#### Task description
Each line with the word "PathBuf" must appear in the answer, copied from the records.

#### Dataset entries
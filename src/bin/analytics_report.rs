use std::path::PathBuf;

use anyhow::{Context, Result};
use chrono::{Local, Utc};
use tracing::error;

use career_quiz_pipeline::analytics;
use career_quiz_pipeline::rest_store::RestStore;
use career_quiz_pipeline::{config, logging};

#[derive(Debug, Default)]
struct Flags {
    json: bool,
    save: bool,
    sql: bool,
}

fn main() -> Result<()> {
    config::load_env();
    logging::init();
    let flags = parse_flags();

    if flags.sql {
        println!("{}", analytics::SQL_VIEWS);
        return Ok(());
    }

    let store = match RestStore::from_env() {
        Ok(store) => store,
        Err(err) => {
            error!("{err:#}");
            std::process::exit(1);
        }
    };
    let report = analytics::generate(&store, config::page_size(), Utc::now())?;

    if flags.json {
        let raw = serde_json::to_string_pretty(&report).context("failed encoding report")?;
        println!("{raw}");
    } else {
        print!("{}", analytics::render(&report));
    }

    if flags.save {
        let path = PathBuf::from(analytics::report_filename(Local::now().naive_local()));
        analytics::save_report(&report, &path)?;
        println!("Report saved to: {}", path.display());
    }
    Ok(())
}

fn parse_flags() -> Flags {
    let mut flags = Flags::default();
    for arg in std::env::args().skip(1) {
        match arg.as_str() {
            "--json" => flags.json = true,
            "--save" => flags.save = true,
            "--sql" => flags.sql = true,
            other => eprintln!("ignoring unknown argument {other}"),
        }
    }
    flags
}
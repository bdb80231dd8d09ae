/// Text before the first `|`, trimmed. Infobox rows that were split badly leave
/// the following fields glued on (`"Arsenal | caps3 = 13"`).
pub fn strip_pipe_suffix(value: &str) -> String {
    value.split('|').next().unwrap_or_default().trim().to_string()
}

/// Club names scraped from numbered lists carry a `"1. "` prefix.
pub fn strip_list_prefix(value: &str) -> Option<&str> {
    value.strip_prefix("1. ")
}
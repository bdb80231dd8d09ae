use std::thread;
use std::time::Duration;

use anyhow::{Context, Result};
use serde_json::json;
use tracing::{info, warn};

use crate::flags::{FlagTable, WHITE_FLAG};
use crate::nationality::country_for_qid;
use crate::store::{Query, RecordStore, row_id, str_field};
use crate::wiki::{Citizenship, CitizenshipSource};

const TABLE: &str = "players";
pub const TARGET_COVERAGE_PCT: f64 = 80.0;
const PROGRESS_EVERY: usize = 50;

#[derive(Debug, Clone, PartialEq, Eq)]
pub struct UpdateOptions {
    pub dry_run: bool,
    pub limit: Option<usize>,
    pub delay: Duration,
}

impl Default for UpdateOptions {
    fn default() -> Self {
        Self {
            dry_run: false,
            limit: None,
            delay: Duration::from_millis(300),
        }
    }
}

#[derive(Debug, Clone, Copy, Default, PartialEq)]
pub struct Coverage {
    pub total: u64,
    pub with_nationality: u64,
}

impl Coverage {
    pub fn percent(&self) -> f64 {
        if self.total == 0 {
            return 0.0;
        }
        self.with_nationality as f64 / self.total as f64 * 100.0
    }

    /// Players needed for the 80% target, truncated like the dashboards show it.
    pub fn target(&self) -> u64 {
        (self.total as f64 * TARGET_COVERAGE_PCT / 100.0) as u64
    }

    pub fn reached_target(&self) -> bool {
        self.percent() >= TARGET_COVERAGE_PCT
    }

    pub fn missing_to_target(&self) -> u64 {
        self.target().saturating_sub(self.with_nationality)
    }
}

#[derive(Debug, Clone, PartialEq, Eq)]
pub struct Nationality {
    pub name: String,
    pub code: String,
    pub flag: String,
}

#[derive(Debug, Clone, Default, PartialEq)]
pub struct UpdateSummary {
    pub before: Coverage,
    pub after: Coverage,
    pub candidates: usize,
    pub updated: usize,
    /// Dry-run hits that would have been written.
    pub would_update: usize,
    pub failed: usize,
}

pub fn coverage(store: &dyn RecordStore) -> Result<Coverage> {
    let total = store
        .count(TABLE, &Query::new().select("id"))
        .context("failed counting players")?;
    let with_nationality = store
        .count(TABLE, &Query::new().select("id").not_null("nationality"))
        .context("failed counting players with nationality")?;
    Ok(Coverage {
        total,
        with_nationality,
    })
}

/// Known country QIDs map to the football table's name and code; anything else
/// keeps the Wikidata label with no code.
pub fn nationality_from_citizenship(citizenship: &Citizenship, flags: &FlagTable) -> Nationality {
    match country_for_qid(&citizenship.country_qid) {
        Some(country) => Nationality {
            name: country.name.to_string(),
            code: country.code.to_string(),
            flag: flags.flag_or_white(country.code).to_string(),
        },
        None => Nationality {
            name: citizenship.label.clone(),
            code: String::new(),
            flag: WHITE_FLAG.to_string(),
        },
    }
}

/// QID lookup first; the name search only counts when it lands on a known country.
pub fn lookup_nationality(
    source: &dyn CitizenshipSource,
    flags: &FlagTable,
    wikidata_id: Option<&str>,
    name: &str,
) -> Option<Nationality> {
    if let Some(qid) = wikidata_id.filter(|q| !q.trim().is_empty()) {
        match source.by_qid(qid) {
            Ok(Some(citizenship)) => {
                let found = nationality_from_citizenship(&citizenship, flags);
                if !found.name.is_empty() {
                    return Some(found);
                }
            }
            Ok(None) => {}
            Err(err) => warn!("Wikidata query failed for {qid}: {err:#}"),
        }
    }

    match source.by_name(name) {
        Ok(Some(citizenship)) => {
            country_for_qid(&citizenship.country_qid).map(|country| Nationality {
                name: country.name.to_string(),
                code: country.code.to_string(),
                flag: flags.flag_or_white(country.code).to_string(),
            })
        }
        Ok(None) => None,
        Err(err) => {
            warn!("Wikidata name search failed for {name}: {err:#}");
            None
        }
    }
}

/// Backfills nationality for players that have none, reporting coverage
/// against the 80% target before and after.
pub fn run(
    store: &dyn RecordStore,
    source: &dyn CitizenshipSource,
    flags: &FlagTable,
    opts: &UpdateOptions,
) -> Result<UpdateSummary> {
    let before = coverage(store)?;
    info!(
        "Current coverage: {}/{} ({:.1}%)",
        before.with_nationality,
        before.total,
        before.percent()
    );
    info!("Target (80%): {} players", before.target());

    let mut query = Query::new()
        .select("id,name,wikidata_id,nationality")
        .is_null("nationality");
    if let Some(limit) = opts.limit {
        query = query.limit(limit);
    }
    let players = store
        .select(TABLE, &query)
        .context("failed fetching players without nationality")?;
    info!("Found {} players without nationality", players.len());

    let mut summary = UpdateSummary {
        before,
        after: before,
        candidates: players.len(),
        ..UpdateSummary::default()
    };
    if players.is_empty() {
        info!("All players already have nationality data");
        return Ok(summary);
    }

    for (idx, player) in players.iter().enumerate() {
        if idx % PROGRESS_EVERY == 0 {
            info!(
                "Progress: {idx}/{} (updated: {}, failed: {})",
                players.len(),
                summary.updated,
                summary.failed
            );
        }
        if idx > 0 && !opts.delay.is_zero() {
            thread::sleep(opts.delay);
        }

        let name = str_field(player, "name").unwrap_or_default();
        let Some(found) = lookup_nationality(source, flags, str_field(player, "wikidata_id"), name)
        else {
            warn!("No nationality found for: {name}");
            summary.failed += 1;
            continue;
        };

        if opts.dry_run {
            info!(
                "Would update: {name} -> {} {} ({})",
                found.flag, found.name, found.code
            );
            summary.would_update += 1;
            continue;
        }

        let Some(id) = row_id(player) else {
            summary.failed += 1;
            continue;
        };
        let body = json!({
            "nationality": found.name,
            "nationality_code": found.code,
            "nationality_flag": found.flag,
        });
        match store.patch(TABLE, &Query::new().eq("id", &id), &body) {
            Ok(()) => {
                summary.updated += 1;
                info!("Updated: {name} -> {} {}", found.flag, found.name);
            }
            Err(err) => {
                summary.failed += 1;
                warn!("Failed to update {name}: {err}");
            }
        }
    }

    summary.after = coverage(store)?;
    Ok(summary)
}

#### Reply to the task
use std::path::PathBuf;
        let path = PathBuf::from(analytics::report_filename(Local::now().naive_local()));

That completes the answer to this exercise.